**Directions for this task**
Could you find every line in the records below that contains the word "inactive" and copy it?

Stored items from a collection
mod components;

use std::sync::OnceLock;
use ratatui::{
    layout::{Alignment, Constraint, Direction, Layout, Rect},
    style::{Color, Modifier, Style},
    text::{Line, Span},
    widgets::{Block, Borders, Clear, List, ListItem, Paragraph, Wrap},
    Frame,
};

use crate::app::{App, Popup};
use crate::deck::{ActionOutcome, Card, Colour};
use crate::form::{DeckAction, FieldId};
use crate::theme::Theme;
use components::FIELD_HEIGHT;

// Set once at startup from the config; falls back to the default palette
static THEME: OnceLock<Theme> = OnceLock::new();

pub fn init_theme(theme: Theme) {
    if THEME.set(theme).is_err() {
        tracing::debug!("theme already initialised");
    }
}

fn theme() -> &'static Theme {
    THEME.get_or_init(Theme::default)
}

// Helper functions to get theme colors
fn accent() -> Color { theme().accent }
fn inactive() -> Color { theme().inactive }
fn success() -> Color { theme().success }
fn warning() -> Color { theme().warning }
fn danger() -> Color { theme().danger }
fn text() -> Color { theme().text }
fn text_dim() -> Color { theme().text_dim }
fn bg_selected() -> Color { theme().bg_selected }
fn header() -> Color { theme().header }

pub fn draw(f: &mut Frame, app: &App) {
    let area = f.area();

    let chunks = Layout::default()
        .direction(Direction::Vertical)
        .constraints([
            Constraint::Length(1),               // Info line
            Constraint::Min(FIELD_HEIGHT * 3 + 2), // Form + result
            Constraint::Length(1),               // Footer
        ])
        .split(area);

    // Responsive: form and result side by side on wide terminals
    let body = if chunks[1].width >= 100 {
        Layout::default()
            .direction(Direction::Horizontal)
            .constraints([Constraint::Percentage(45), Constraint::Percentage(55)])
            .split(chunks[1])
    } else {
        Layout::default()
            .direction(Direction::Vertical)
            .constraints([Constraint::Length(FIELD_HEIGHT * 3 + 2), Constraint::Min(3)])
            .split(chunks[1])
    };

    draw_info_line(f, app, chunks[0]);
    let fields = draw_form_box(f, app, body[0]);
    draw_outcome_box(f, app, body[1]);
    draw_footer(f, app, chunks[2]);

    // Menu drops down over whatever is below the selector
    if app.form.menu().is_some() {
        draw_action_menu(f, app, fields[2]);
    }

    match app.popup {
        Popup::None => {}
        Popup::Help => draw_help_popup(f),
        Popup::CardPicker => draw_card_picker(f, app),
    }
}

fn draw_info_line(f: &mut Frame, app: &App, area: Rect) {
    // Priority: status message > deck preview > field error
    let line = if let Some(ref status) = app.status_message {
        Line::from(vec![
            Span::styled(status, Style::default().fg(warning())),
        ])
    } else {
        match app.deck_size() {
            Ok(size) => Line::from(vec![
                Span::styled(format!("Deck of {} cards", size), Style::default().fg(text_dim())),
                Span::styled(" │ ", Style::default().fg(inactive())),
                Span::styled(app.form.state().deck_action.label(), Style::default().fg(text_dim())),
            ]),
            Err(e) => Line::from(vec![
                Span::styled(e.to_string(), Style::default().fg(danger())),
            ]),
        }
    };

    let info = Paragraph::new(line).alignment(Alignment::Center);
    f.render_widget(info, area);
}

/// Draws the three fields and returns their areas
fn draw_form_box(f: &mut Frame, app: &App, area: Rect) -> [Rect; 3] {
    let block = Block::default()
        .title(Span::styled(" Deck ", Style::default().fg(header()).add_modifier(Modifier::BOLD)))
        .borders(Borders::ALL)
        .border_style(Style::default().fg(inactive()));
    let inner = block.inner(area);
    f.render_widget(block, area);

    let rows = Layout::default()
        .direction(Direction::Vertical)
        .constraints([
            Constraint::Length(FIELD_HEIGHT),
            Constraint::Length(FIELD_HEIGHT),
            Constraint::Length(FIELD_HEIGHT),
            Constraint::Min(0),
        ])
        .split(inner);

    let form = &app.form;
    let state = form.state();
    let focus = form.focus();

    f.render_widget(
        components::number_field(FieldId::NumberOfCards, &state.number_of_cards, focus == FieldId::NumberOfCards),
        rows[0],
    );
    f.render_widget(
        components::number_field(FieldId::NumberOfJokers, &state.number_of_jokers, focus == FieldId::NumberOfJokers),
        rows[1],
    );
    f.render_widget(
        components::select_field(state.deck_action, focus == FieldId::DeckAction, form.menu().is_some()),
        rows[2],
    );

    [rows[0], rows[1], rows[2]]
}

fn draw_action_menu(f: &mut Frame, app: &App, field: Rect) {
    let Some(highlight) = app.form.menu() else { return };

    let height = DeckAction::ALL.len() as u16 + 2;
    let screen = f.area();
    // Open downwards when there is room, upwards otherwise
    let y = if field.y + field.height + height <= screen.height {
        field.y + field.height
    } else {
        field.y.saturating_sub(height)
    };
    let menu_area = Rect::new(field.x, y, field.width, height.min(screen.height));

    f.render_widget(Clear, menu_area);

    let items: Vec<ListItem> = DeckAction::ALL
        .iter()
        .map(|action| {
            let selected = *action == app.form.state().deck_action;
            let marker = if selected { "● " } else { "  " };
            let style = if *action == highlight {
                Style::default().bg(bg_selected()).fg(text())
            } else {
                Style::default().fg(text_dim())
            };
            ListItem::new(Line::from(vec![
                Span::styled(marker, Style::default().fg(accent())),
                Span::raw(action.label()),
            ]))
            .style(style)
        })
        .collect();

    let menu = List::new(items).block(
        Block::default()
            .borders(Borders::ALL)
            .border_style(Style::default().fg(accent())),
    );
    f.render_widget(menu, menu_area);
}

fn card_span(card: &Card) -> Span<'static> {
    let color = if card.is_joker() {
        success()
    } else if card.colour() == Some(Colour::Red) {
        danger()
    } else {
        text()
    };
    Span::styled(card.to_string(), Style::default().fg(color).add_modifier(Modifier::BOLD))
}

fn draw_outcome_box(f: &mut Frame, app: &App, area: Rect) {
    let block = Block::default()
        .title(Span::styled(" Result ", Style::default().fg(header())))
        .borders(Borders::ALL)
        .border_style(Style::default().fg(inactive()));

    let lines: Vec<Line> = match &app.outcome {
        None => vec![Line::from(vec![
            Span::styled("  Press ", Style::default().fg(text_dim())),
            Span::styled("F2", Style::default().fg(accent())),
            Span::styled(" to run the deck action", Style::default().fg(text_dim())),
        ])],
        Some(ActionOutcome::Shuffled { cards }) => {
            let mut spans = Vec::with_capacity(cards.len() * 2);
            for card in cards {
                spans.push(card_span(card));
                spans.push(Span::raw(" "));
            }
            vec![
                Line::from(Span::styled(
                    format!("Shuffled deck ({} cards), top first:", cards.len()),
                    Style::default().fg(text_dim()),
                )),
                Line::from(""),
                Line::from(spans),
            ]
        }
        Some(ActionOutcome::Picked { card, remaining }) => vec![
            Line::from(vec![
                Span::styled("Picked ", Style::default().fg(text_dim())),
                card_span(card),
            ]),
            Line::from(Span::styled(
                format!("{} cards left in the deck", remaining),
                Style::default().fg(text_dim()),
            )),
            Line::from(vec![
                Span::styled("Press ", Style::default().fg(text_dim())),
                Span::styled("b", Style::default().fg(accent())),
                Span::styled(" to put it back", Style::default().fg(text_dim())),
            ]),
        ],
    };

    let content = Paragraph::new(lines)
        .block(block)
        .wrap(Wrap { trim: false });
    f.render_widget(content, area);
}

fn draw_footer(f: &mut Frame, app: &App, area: Rect) {
    let hints: Vec<(&str, &str)> = if app.form.menu().is_some() {
        vec![("↑↓", "Highlight"), ("Enter", "Select"), ("Esc", "Close")]
    } else {
        match app.form.focus() {
            FieldId::NumberOfCards | FieldId::NumberOfJokers => vec![
                ("0-9", "Type"),
                ("Tab", "Next"),
                ("F2", "Run"),
                ("h", "Help"),
                ("q", "Quit"),
            ],
            FieldId::DeckAction => vec![
                ("Enter", "Open"),
                ("←→", "Change"),
                ("Tab", "Next"),
                ("F2", "Run"),
                ("h", "Help"),
                ("q", "Quit"),
            ],
        }
    };

    // Responsive: show fewer hints on narrow terminals
    let max_hints = if area.width < 60 { 3 } else if area.width < 80 { 4 } else { hints.len() };

    let hint_spans: Vec<Span> = hints
        .iter()
        .take(max_hints)
        .flat_map(|(key, action)| {
            vec![
                Span::styled(*key, Style::default().fg(accent())),
                Span::styled(format!(" {} │ ", action), Style::default().fg(text_dim())),
            ]
        })
        .collect();

    let footer = Paragraph::new(Line::from(hint_spans))
        .alignment(Alignment::Center);

    f.render_widget(footer, area);
}

fn draw_card_picker(f: &mut Frame, app: &App) {
    let popup_area = centered_rect(50, 30, f.area());

    f.render_widget(Clear, popup_area);

    let block = Block::default()
        .title(Span::styled(" Pick a card ", Style::default().fg(accent())))
        .borders(Borders::ALL)
        .border_style(Style::default().fg(accent()));
    f.render_widget(block, popup_area);

    let inner = Layout::default()
        .direction(Direction::Vertical)
        .margin(1)
        .constraints([
            Constraint::Length(3),
            Constraint::Min(1),
        ])
        .split(popup_area);

    let input = Paragraph::new(Line::from(vec![
        Span::styled(app.card_input.as_str(), Style::default().fg(text())),
        Span::styled("_", Style::default().fg(accent())),
    ]))
    .block(
        Block::default()
            .title(Span::styled(" Card (AS, 10H, QD, *) ", Style::default().fg(header())))
            .borders(Borders::ALL)
            .border_style(Style::default().fg(accent())),
    );
    f.render_widget(input, inner[0]);

    let hint = Paragraph::new(Line::from(vec![
        Span::styled("Enter", Style::default().fg(accent())),
        Span::raw(" pick │ "),
        Span::styled("Esc", Style::default().fg(accent())),
        Span::raw(" cancel"),
    ]))
    .alignment(Alignment::Center)
    .style(Style::default().fg(text_dim()));
    f.render_widget(hint, inner[1]);
}

fn draw_help_popup(f: &mut Frame) {
    let area = f.area();
    let popup_area = centered_rect(
        if area.width < 80 { 95 } else { 70 },
        if area.height < 30 { 95 } else { 80 },
        area
    );

    f.render_widget(Clear, popup_area);

    let key = |k: &'static str, what: &'static str| {
        Line::from(vec![
            Span::styled(format!("  {:<10}", k), Style::default().fg(accent())),
            Span::raw(what),
        ])
    };
    let heading = |s: &'static str| {
        Line::from(Span::styled(s, Style::default().fg(header()).add_modifier(Modifier::BOLD)))
    };

    let help_text = vec![
        heading("═══ Fields ═══"),
        key("Tab ↑/↓", "Move between fields"),
        key("0-9", "Type into a number field"),
        key("Backspace", "Delete the last digit"),
        Line::from(""),
        heading("═══ Deck action ═══"),
        key("Enter", "Open the option menu, Enter again to select"),
        key("←/→", "Cycle through the options"),
        Line::from(""),
        heading("═══ Run ═══"),
        key("F2 Enter", "Build the deck and run the action"),
        key("Ctrl-S", "Same as F2"),
        key("b", "Put the picked card back"),
        key("Esc", "Clear the result"),
        key("q", "Quit"),
        Line::from(""),
        heading("═══ Command line ═══"),
        key("--state", "Print the form values as JSON"),
        key("--run", "Run the action without the TUI"),
        key("--seed N", "Reproducible shuffles"),
        Line::from(""),
        Line::from(vec![
            Span::styled("  Press ", Style::default().fg(text_dim())),
            Span::styled("h", Style::default().fg(accent())),
            Span::styled("/", Style::default().fg(text_dim())),
            Span::styled("?", Style::default().fg(accent())),
            Span::styled("/", Style::default().fg(text_dim())),
            Span::styled("Esc", Style::default().fg(accent())),
            Span::styled(" to close", Style::default().fg(text_dim())),
        ]),
    ];

    let help = Paragraph::new(help_text)
        .block(
            Block::default()
                .title(Span::styled(" deckform Help ", Style::default().fg(accent())))
                .borders(Borders::ALL)
                .border_style(Style::default().fg(accent())),
        )
        .wrap(Wrap { trim: false });

    f.render_widget(help, popup_area);
}

fn centered_rect(percent_x: u16, percent_y: u16, r: Rect) -> Rect {
    let popup_layout = Layout::default()
        .direction(Direction::Vertical)
        .constraints([
            Constraint::Percentage((100 - percent_y) / 2),
            Constraint::Percentage(percent_y),
            Constraint::Percentage((100 - percent_y) / 2),
        ])
        .split(r);

    Layout::default()
        .direction(Direction::Horizontal)
        .constraints([
            Constraint::Percentage((100 - percent_x) / 2),
            Constraint::Percentage(percent_x),
            Constraint::Percentage((100 - percent_x) / 2),
        ])
        .split(popup_layout[1])[1]
}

**Answer to this problem**
fn inactive() -> Color { theme().inactive }
                Span::styled(" │ ", Style::default().fg(inactive())),
        .border_style(Style::default().fg(inactive()));
        .border_style(Style::default().fg(inactive()));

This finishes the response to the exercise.